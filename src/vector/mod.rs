//! Approximate-nearest-neighbour vector index

mod index;
mod registry;
mod sidecar;

pub use index::{
    IndexStats, VectorHit, VectorIndex, VectorIndexOptions, VectorRecord, VectorSearchOptions,
};
pub use registry::IndexRegistry;
pub use sidecar::{MetadataEntry, Sidecar, SidecarStats, SIDECAR_VERSION};
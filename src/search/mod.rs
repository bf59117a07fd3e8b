//! Dual-search orchestration and score fusion

mod cache;
mod fusion;
mod orchestrator;
mod query;
mod types;

pub use cache::ResponseCache;
pub use fusion::{min_max_normalize, Fuser};
pub use orchestrator::DualSearch;
pub use query::{
    expand_terms, extraction_prompt, heuristic_entities, parse_entity_array,
    truncate_for_embedding, QueryAnalysis, MAX_EMBED_CHARS,
};
pub use types::{
    Diagnostic, EnvelopeError, RankedResult, SearchEnvelope, SearchSource, SourceHit,
};
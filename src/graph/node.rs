//! Node representation in the retrieval graph

use serde::{Deserialize, Serialize};
use std::str::FromStr;

/// Opaque string identifier for a graph node (an RDF resource URI)
///
/// Serializes as a plain string.
#[derive(Debug, Clone, PartialEq, Eq, Hash, PartialOrd, Ord, Serialize, Deserialize)]
#[serde(transparent)]
pub struct Uri(String);

impl Uri {
    /// Create a Uri from a string
    pub fn from_string(uri: impl Into<String>) -> Self {
        Self(uri.into())
    }

    /// Get the inner string value
    pub fn as_str(&self) -> &str {
        &self.0
    }
}

impl std::fmt::Display for Uri {
    fn fmt(&self, f: &mut std::fmt::Formatter<'_>) -> std::fmt::Result {
        write!(f, "{}", self.0)
    }
}

impl From<&str> for Uri {
    fn from(s: &str) -> Self {
        Self(s.to_string())
    }
}

impl From<String> for Uri {
    fn from(s: String) -> Self {
        Self(s)
    }
}

/// Canonical namespace for node type URIs
pub const TYPE_NAMESPACE: &str = "http://purl.org/stuff/ragno/";

/// Primary node type tag
///
/// Closed set used for routing and per-type rankings. Derived from a node's
/// declared RDF types by matching against [`TYPE_NAMESPACE`]; anything
/// outside the set maps to `Unknown`.
#[derive(Debug, Clone, Copy, PartialEq, Eq, Hash, PartialOrd, Ord, Serialize, Deserialize)]
pub enum NodeKind {
    Entity,
    Relationship,
    Unit,
    Attribute,
    CommunityElement,
    TextElement,
    Meta,
    Unknown,
}

impl NodeKind {
    /// All tags that can be derived from declared RDF types.
    pub const ALL: [NodeKind; 7] = [
        NodeKind::Entity,
        NodeKind::Relationship,
        NodeKind::Unit,
        NodeKind::Attribute,
        NodeKind::CommunityElement,
        NodeKind::TextElement,
        NodeKind::Meta,
    ];

    /// Derive the primary tag from a set of declared RDF type URIs.
    ///
    /// The first declared type inside the ragno namespace wins; nodes with
    /// no recognised type are `Unknown`.
    pub fn from_rdf_types<S: AsRef<str>>(types: &[S]) -> Self {
        for t in types {
            if let Some(kind) = Self::from_type_uri(t.as_ref()) {
                return kind;
            }
        }
        NodeKind::Unknown
    }

    /// Derive a tag from a single type URI, if it is in the ragno namespace.
    pub fn from_type_uri(uri: &str) -> Option<Self> {
        let pos = uri.find(TYPE_NAMESPACE)?;
        let local = &uri[pos + TYPE_NAMESPACE.len()..];
        match local {
            "Entity" => Some(NodeKind::Entity),
            "Relationship" => Some(NodeKind::Relationship),
            "Unit" => Some(NodeKind::Unit),
            "Attribute" => Some(NodeKind::Attribute),
            "CommunityElement" => Some(NodeKind::CommunityElement),
            "TextElement" => Some(NodeKind::TextElement),
            "Meta" => Some(NodeKind::Meta),
            _ => None,
        }
    }

    /// Canonical type URI for this tag (`Unknown` has none).
    pub fn type_uri(&self) -> Option<String> {
        match self {
            NodeKind::Unknown => None,
            other => Some(format!("{}{}", TYPE_NAMESPACE, other.as_str())),
        }
    }

    /// Stable name, identical to the local part of the canonical URI.
    pub fn as_str(&self) -> &'static str {
        match self {
            NodeKind::Entity => "Entity",
            NodeKind::Relationship => "Relationship",
            NodeKind::Unit => "Unit",
            NodeKind::Attribute => "Attribute",
            NodeKind::CommunityElement => "CommunityElement",
            NodeKind::TextElement => "TextElement",
            NodeKind::Meta => "Meta",
            NodeKind::Unknown => "Unknown",
        }
    }
}

impl FromStr for NodeKind {
    type Err = String;

    fn from_str(s: &str) -> Result<Self, Self::Err> {
        match s {
            "Entity" => Ok(NodeKind::Entity),
            "Relationship" => Ok(NodeKind::Relationship),
            "Unit" => Ok(NodeKind::Unit),
            "Attribute" => Ok(NodeKind::Attribute),
            "CommunityElement" => Ok(NodeKind::CommunityElement),
            "TextElement" => Ok(NodeKind::TextElement),
            "Meta" => Ok(NodeKind::Meta),
            "Unknown" => Ok(NodeKind::Unknown),
            _ => Err(format!("unknown node kind: {}", s)),
        }
    }
}

impl std::fmt::Display for NodeKind {
    fn fmt(&self, f: &mut std::fmt::Formatter<'_>) -> std::fmt::Result {
        write!(f, "{}", self.as_str())
    }
}

/// A node in the retrieval graph
#[derive(Debug, Clone, Serialize, Deserialize)]
pub struct GraphNode {
    /// Unique identifier
    pub uri: Uri,
    /// Primary type tag
    pub kind: NodeKind,
    /// Optional content text
    pub content: Option<String>,
    /// Optional summary text
    pub summary: Option<String>,
}

impl GraphNode {
    /// Create a new node with the given identifier and tag
    pub fn new(uri: impl Into<Uri>, kind: NodeKind) -> Self {
        Self {
            uri: uri.into(),
            kind,
            content: None,
            summary: None,
        }
    }

    /// Set the content text
    pub fn with_content(mut self, content: impl Into<String>) -> Self {
        self.content = Some(content.into());
        self
    }

    /// Set the summary text
    pub fn with_summary(mut self, summary: impl Into<String>) -> Self {
        self.summary = Some(summary.into());
        self
    }
}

* * * *

● **EXERCISE PROMPT**: Retype the records above so that nothing differs from the original.

● **EXERCISE RESULT**:
filename src/vector/mod.rs
//! Approximate-nearest-neighbour vector index

mod index;
mod registry;
mod sidecar;

pub use index::{
    IndexStats, VectorHit, VectorIndex, VectorIndexOptions, VectorRecord, VectorSearchOptions,
};
pub use registry::IndexRegistry;
pub use sidecar::{MetadataEntry, Sidecar, SidecarStats, SIDECAR_VERSION};
filename src/search/mod.rs
repository bf59117a07fd3e8b
//! Dual-search orchestration and score fusion

mod cache;
mod fusion;
mod orchestrator;
mod query;
mod types;

pub use cache::ResponseCache;
pub use fusion::{min_max_normalize, Fuser};
pub use orchestrator::DualSearch;
pub use query::{
    expand_terms, extraction_prompt, heuristic_entities, parse_entity_array,
    truncate_for_embedding, QueryAnalysis, MAX_EMBED_CHARS,
};
pub use types::{
    Diagnostic, EnvelopeError, RankedResult, SearchEnvelope, SearchSource, SourceHit,
};
filename src/graph/node.rs
//! Node representation in the retrieval graph

use serde::{Deserialize, Serialize};
use std::str::FromStr;

/// Opaque string identifier for a graph node (an RDF resource URI)
///
/// Serializes as a plain string.
#[derive(Debug, Clone, PartialEq, Eq, Hash, PartialOrd, Ord, Serialize, Deserialize)]
#[serde(transparent)]
pub struct Uri(String);

impl Uri {
    /// Create a Uri from a string
    pub fn from_string(uri: impl Into<String>) -> Self {
        Self(uri.into())
    }

    /// Get the inner string value
    pub fn as_str(&self) -> &str {
        &self.0
    }
}

impl std::fmt::Display for Uri {
    fn fmt(&self, f: &mut std::fmt::Formatter<'_>) -> std::fmt::Result {
        write!(f, "{}", self.0)
    }
}

impl From<&str> for Uri {
    fn from(s: &str) -> Self {
        Self(s.to_string())
    }
}

impl From<String> for Uri {
    fn from(s: String) -> Self {
        Self(s)
    }
}

/// Canonical namespace for node type URIs
pub const TYPE_NAMESPACE: &str = "http://purl.org/stuff/ragno/";

/// Primary node type tag
///
/// Closed set used for routing and per-type rankings. Derived from a node's
/// declared RDF types by matching against [`TYPE_NAMESPACE`]; anything
/// outside the set maps to `Unknown`.
#[derive(Debug, Clone, Copy, PartialEq, Eq, Hash, PartialOrd, Ord, Serialize, Deserialize)]
pub enum NodeKind {
    Entity,
    Relationship,
    Unit,
    Attribute,
    CommunityElement,
    TextElement,
    Meta,
    Unknown,
}

impl NodeKind {
    /// All tags that can be derived from declared RDF types.
    pub const ALL: [NodeKind; 7] = [
        NodeKind::Entity,
        NodeKind::Relationship,
        NodeKind::Unit,
        NodeKind::Attribute,
        NodeKind::CommunityElement,
        NodeKind::TextElement,
        NodeKind::Meta,
    ];

    /// Derive the primary tag from a set of declared RDF type URIs.
    ///
    /// The first declared type inside the ragno namespace wins; nodes with
    /// no recognised type are `Unknown`.
    pub fn from_rdf_types<S: AsRef<str>>(types: &[S]) -> Self {
        for t in types {
            if let Some(kind) = Self::from_type_uri(t.as_ref()) {
                return kind;
            }
        }
        NodeKind::Unknown
    }

    /// Derive a tag from a single type URI, if it is in the ragno namespace.
    pub fn from_type_uri(uri: &str) -> Option<Self> {
        let pos = uri.find(TYPE_NAMESPACE)?;
        let local = &uri[pos + TYPE_NAMESPACE.len()..];
        match local {
            "Entity" => Some(NodeKind::Entity),
            "Relationship" => Some(NodeKind::Relationship),
            "Unit" => Some(NodeKind::Unit),
            "Attribute" => Some(NodeKind::Attribute),
            "CommunityElement" => Some(NodeKind::CommunityElement),
            "TextElement" => Some(NodeKind::TextElement),
            "Meta" => Some(NodeKind::Meta),
            _ => None,
        }
    }

    /// Canonical type URI for this tag (`Unknown` has none).
    pub fn type_uri(&self) -> Option<String> {
        match self {
            NodeKind::Unknown => None,
            other => Some(format!("{}{}", TYPE_NAMESPACE, other.as_str())),
        }
    }

    /// Stable name, identical to the local part of the canonical URI.
    pub fn as_str(&self) -> &'static str {
        match self {
            NodeKind::Entity => "Entity",
            NodeKind::Relationship => "Relationship",
            NodeKind::Unit => "Unit",
            NodeKind::Attribute => "Attribute",
            NodeKind::CommunityElement => "CommunityElement",
            NodeKind::TextElement => "TextElement",
            NodeKind::Meta => "Meta",
            NodeKind::Unknown => "Unknown",
        }
    }
}

impl FromStr for NodeKind {
    type Err = String;

    fn from_str(s: &str) -> Result<Self, Self::Err> {
        match s {
            "Entity" => Ok(NodeKind::Entity),
            "Relationship" => Ok(NodeKind::Relationship),
            "Unit" => Ok(NodeKind::Unit),
            "Attribute" => Ok(NodeKind::Attribute),
            "CommunityElement" => Ok(NodeKind::CommunityElement),
            "TextElement" => Ok(NodeKind::TextElement),
            "Meta" => Ok(NodeKind::Meta),
            "Unknown" => Ok(NodeKind::Unknown),
            _ => Err(format!("unknown node kind: {}", s)),
        }
    }
}

impl std::fmt::Display for NodeKind {
    fn fmt(&self, f: &mut std::fmt::Formatter<'_>) -> std::fmt::Result {
        write!(f, "{}", self.as_str())
    }
}

/// A node in the retrieval graph
#[derive(Debug, Clone, Serialize, Deserialize)]
pub struct GraphNode {
    /// Unique identifier
    pub uri: Uri,
    /// Primary type tag
    pub kind: NodeKind,
    /// Optional content text
    pub content: Option<String>,
    /// Optional summary text
    pub summary: Option<String>,
}

impl GraphNode {
    /// Create a new node with the given identifier and tag
    pub fn new(uri: impl Into<Uri>, kind: NodeKind) -> Self {
        Self {
            uri: uri.into(),
            kind,
            content: None,
            summary: None,
        }
    }

    /// Set the content text
    pub fn with_content(mut self, content: impl Into<String>) -> Self {
        self.content = Some(content.into());
        self
    }

    /// Set the summary text
    pub fn with_summary(mut self, summary: impl Into<String>) -> Self {
        self.summary = Some(summary.into());
        self
    }
}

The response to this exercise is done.